[Your task]: Please reproduce each line of the data below exactly as shown.

[Data supplied]:
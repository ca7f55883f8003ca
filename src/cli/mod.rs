// envkit: Typed access to environment variables
//
// SPDX-FileCopyrightText: 2026 Romeo Ahmed
// SPDX-License-Identifier: GPL-3.0-or-later

//! CLI module for envkit using clap derive.
//!
//! # Command Structure
//!
//! ```text
//! envkit [global options] <command>
//! get NAME [--as VIEW]
//! list
//! prefix PREFIX [--keep-case]
//! map ALIAS=NAME...
//! self-test [-v]
//! version
//! ```

pub mod global;
pub mod lookup;


use crate::cli::global::GlobalOptions;
use crate::cli::lookup::{GetArgs, MapArgs, PrefixArgs, SelfTestArgs};
use clap::{Parser, Subcommand};

/// Typed access to environment variables.
#[derive(Debug, Parser)]
#[command(
    name = "envkit",
    author,
    version,
    about = "Typed access to environment variables",
    long_about = "envkit Copyright (C) 2026 Romeo Ahmed\n\
                  This program comes with ABSOLUTELY NO WARRANTY\n\
                  This is free software, and you are welcome to redistribute it\n\
                  under certain conditions; see LICENSE for details.\n\n\
                  Reads environment variables and converts them on demand.\n\n\
                  `envkit get NAME --as int` prints NAME as an integer, failing\n\
                  if it is not one. See `envkit <command> --help` for more\n\
                  information about a command.",
    after_help = "CONFIG FILES:\n\n\
                  envkit looks for `envkit.toml` in the current directory. Additional\n\
                  files can be given with --config and are loaded after it, later\n\
                  files overriding earlier ones. ENVKIT_* variables such as\n\
                  ENVKIT_ENVIRONMENT__BLANKIFY=true override the files, and command\n\
                  line flags override everything. Use --no-default-config to skip\n\
                  `envkit.toml`."
)]
pub struct Cli {
    /// Global options shared by all commands
    #[command(flatten)]
    pub global: GlobalOptions,

    /// Command to execute
    #[command(subcommand)]
    pub command: Option<Command>,
}

/// Available commands.
#[derive(Debug, Subcommand)]
pub enum Command {
    /// Shows the version.
    Version,

    /// Prints one variable, optionally converted.
    Get(GetArgs),

    /// Lists all variables as NAME="value".
    List,

    /// Prints variables starting with a prefix as JSON.
    Prefix(PrefixArgs),

    /// Prints variables under alias names as JSON.
    Map(MapArgs),

    /// Runs the built-in self-test suite.
    #[command(name = "self-test")]
    SelfTest(SelfTestArgs),
}

/// Parses command-line arguments.
#[must_use]
pub fn parse() -> Cli {
    Cli::parse()
}
//! Names synthesized by the front end.
//!
//! Members carrying these names are scaffolding created by rewriter passes and
//! are either skipped or rendered specially by the stub emitter.

/// Name of the constructor method.
pub const INITIALIZE: &str = "initialize";

/// Static initializer synthesized for every class body.
pub const STATIC_INIT: &str = "<static-init>";

/// Synthetic method recording `mixes_in_class_methods` calls.
pub const MIXED_IN_CLASS_METHODS: &str = "<mixed-in-class-methods>";

/// Synthetic method generated for sealed classes.
pub const SEALED_SUBCLASSES: &str = "sealed_subclasses";

/// Member linking a class to its singleton class.
pub const SINGLETON: &str = "<singleton>";

/// Member linking a singleton class back to its attached class.
pub const ATTACHED: &str = "<attached>";

/// Implicit type member every singleton class carries.
pub const ATTACHED_CLASS: &str = "<AttachedClass>";

/// Name of the synthetic block argument every method carries.
pub const BLOCK_ARG: &str = "<blk>";

/// Argument name that forwards all remaining arguments.
pub const FORWARD_ALL: &str = "...";

/// Namespace prefix under which a package's test code lives.
pub const TEST_NAMESPACE: &str = "Test";

/// Default base class of flat-file records.
pub const RECORD_BASE_PATH: &[&str] = &["Opus", "Flatfiles", "Record"];

/// Prefix marking scaffolding symbols (`<static-init>`, test suites, ...).
pub const SYNTHETIC_PREFIX: char = '<';

/// Separator used in unique (mangled) names produced by the front end.
pub const UNIQUE_NAME_SEPARATOR: char = '$';

/// Returns true if `name` is a unique name minted by the front end.
pub fn is_unique_name(name: &str) -> bool {
    name.contains(UNIQUE_NAME_SEPARATOR)
}

/// Returns true if `name` denotes front-end scaffolding.
pub fn is_synthetic_name(name: &str) -> bool {
    name.starts_with(SYNTHETIC_PREFIX)
}
//! Reference closure engine.
//!
//! A [`StubExporter`] renders the stub of one package. Exported symbols seed
//! a LIFO worklist; rendering a symbol discovers further references (super
//! classes, mixins, types in signatures and field declarations) which are
//! classified and, when they belong to the package, scheduled in turn. The
//! loop ends when the worklist drains.
//!
//! ```text
//! exports ──enqueue──▶ worklist ──pop──▶ emit_class / emit_method / emit_field
//!                         ▲                        │
//!                         └──────enqueue───────────┘  (references found while rendering)
//! ```
//!
//! References that leave the package stop the walk and are recorded in the
//! dependency manifest instead.

use crate::bundle::{DependencyManifest, OutputBundle, StubArtifact};
use crate::classifier::{Classifier, Ownership, PackageNamespaces};
use crate::options::ExportOptions;
use crate::output::StubWriter;
use crate::render::{self, DefParts, Delegation, SigParts, SigReturn};
use pkgstub_common::names;
use pkgstub_symbols::{
    ArgFlags, ClassId, FieldId, FileId, MethodFlags, MethodId, PackageInfo, SymbolRef,
    SymbolTable, Type, TypeMemberId, TypePrinter,
};
use rustc_hash::{FxHashMap, FxHashSet};
use smallvec::SmallVec;
use tracing::{Level, debug, span, warn};

const UNTYPED: &str = "T.untyped";
const PROP_PREFIXES: &[&str] = &["prop ", "const "];
const FLATFILE_PREFIXES: &[&str] = &["field ", "from ", "pattern ", "pattern("];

[Exercise result]:
repository ca7f55883f8003ca
filename src/cli/mod.rs
// envkit: Typed access to environment variables
//
// SPDX-FileCopyrightText: 2026 Romeo Ahmed
// SPDX-License-Identifier: GPL-3.0-or-later

//! CLI module for envkit using clap derive.
//!
//! # Command Structure
//!
//! ```text
//! envkit [global options] <command>
//! get NAME [--as VIEW]
//! list
//! prefix PREFIX [--keep-case]
//! map ALIAS=NAME...
//! self-test [-v]
//! version
//! ```

pub mod global;
pub mod lookup;


use crate::cli::global::GlobalOptions;
use crate::cli::lookup::{GetArgs, MapArgs, PrefixArgs, SelfTestArgs};
use clap::{Parser, Subcommand};

/// Typed access to environment variables.
#[derive(Debug, Parser)]
#[command(
    name = "envkit",
    author,
    version,
    about = "Typed access to environment variables",
    long_about = "envkit Copyright (C) 2026 Romeo Ahmed\n\
                  This program comes with ABSOLUTELY NO WARRANTY\n\
                  This is free software, and you are welcome to redistribute it\n\
                  under certain conditions; see LICENSE for details.\n\n\
                  Reads environment variables and converts them on demand.\n\n\
                  `envkit get NAME --as int` prints NAME as an integer, failing\n\
                  if it is not one. See `envkit <command> --help` for more\n\
                  information about a command.",
    after_help = "CONFIG FILES:\n\n\
                  envkit looks for `envkit.toml` in the current directory. Additional\n\
                  files can be given with --config and are loaded after it, later\n\
                  files overriding earlier ones. ENVKIT_* variables such as\n\
                  ENVKIT_ENVIRONMENT__BLANKIFY=true override the files, and command\n\
                  line flags override everything. Use --no-default-config to skip\n\
                  `envkit.toml`."
)]
pub struct Cli {
    /// Global options shared by all commands
    #[command(flatten)]
    pub global: GlobalOptions,

    /// Command to execute
    #[command(subcommand)]
    pub command: Option<Command>,
}

/// Available commands.
#[derive(Debug, Subcommand)]
pub enum Command {
    /// Shows the version.
    Version,

    /// Prints one variable, optionally converted.
    Get(GetArgs),

    /// Lists all variables as NAME="value".
    List,

    /// Prints variables starting with a prefix as JSON.
    Prefix(PrefixArgs),

    /// Prints variables under alias names as JSON.
    Map(MapArgs),

    /// Runs the built-in self-test suite.
    #[command(name = "self-test")]
    SelfTest(SelfTestArgs),
}

/// Parses command-line arguments.
#[must_use]
pub fn parse() -> Cli {
    Cli::parse()
}
//! Names synthesized by the front end.
//!
//! Members carrying these names are scaffolding created by rewriter passes and
//! are either skipped or rendered specially by the stub emitter.

/// Name of the constructor method.
pub const INITIALIZE: &str = "initialize";

/// Static initializer synthesized for every class body.
pub const STATIC_INIT: &str = "<static-init>";

/// Synthetic method recording `mixes_in_class_methods` calls.
pub const MIXED_IN_CLASS_METHODS: &str = "<mixed-in-class-methods>";

/// Synthetic method generated for sealed classes.
pub const SEALED_SUBCLASSES: &str = "sealed_subclasses";

/// Member linking a class to its singleton class.
pub const SINGLETON: &str = "<singleton>";

/// Member linking a singleton class back to its attached class.
pub const ATTACHED: &str = "<attached>";

/// Implicit type member every singleton class carries.
pub const ATTACHED_CLASS: &str = "<AttachedClass>";

/// Name of the synthetic block argument every method carries.
pub const BLOCK_ARG: &str = "<blk>";

/// Argument name that forwards all remaining arguments.
pub const FORWARD_ALL: &str = "...";

/// Namespace prefix under which a package's test code lives.
pub const TEST_NAMESPACE: &str = "Test";

/// Default base class of flat-file records.
pub const RECORD_BASE_PATH: &[&str] = &["Opus", "Flatfiles", "Record"];

/// Prefix marking scaffolding symbols (`<static-init>`, test suites, ...).
pub const SYNTHETIC_PREFIX: char = '<';

/// Separator used in unique (mangled) names produced by the front end.
pub const UNIQUE_NAME_SEPARATOR: char = '$';

/// Returns true if `name` is a unique name minted by the front end.
pub fn is_unique_name(name: &str) -> bool {
    name.contains(UNIQUE_NAME_SEPARATOR)
}

/// Returns true if `name` denotes front-end scaffolding.
pub fn is_synthetic_name(name: &str) -> bool {
    name.starts_with(SYNTHETIC_PREFIX)
}
//! Reference closure engine.
//!
//! A [`StubExporter`] renders the stub of one package. Exported symbols seed
//! a LIFO worklist; rendering a symbol discovers further references (super
//! classes, mixins, types in signatures and field declarations) which are
//! classified and, when they belong to the package, scheduled in turn. The
//! loop ends when the worklist drains.
//!
//! ```text
//! exports ──enqueue──▶ worklist ──pop──▶ emit_class / emit_method / emit_field
//!                         ▲                        │
//!                         └──────enqueue───────────┘  (references found while rendering)
//! ```
//!
//! References that leave the package stop the walk and are recorded in the
//! dependency manifest instead.

use crate::bundle::{DependencyManifest, OutputBundle, StubArtifact};
use crate::classifier::{Classifier, Ownership, PackageNamespaces};
use crate::options::ExportOptions;
use crate::output::StubWriter;
use crate::render::{self, DefParts, Delegation, SigParts, SigReturn};
use pkgstub_common::names;
use pkgstub_symbols::{
    ArgFlags, ClassId, FieldId, FileId, MethodFlags, MethodId, PackageInfo, SymbolRef,
    SymbolTable, Type, TypeMemberId, TypePrinter,
};
use rustc_hash::{FxHashMap, FxHashSet};
use smallvec::SmallVec;
use tracing::{Level, debug, span, warn};

const UNTYPED: &str = "T.untyped";
const PROP_PREFIXES: &[&str] = &["prop ", "const "];
const FLATFILE_PREFIXES: &[&str] = &["field ", "from ", "pattern ", "pattern("];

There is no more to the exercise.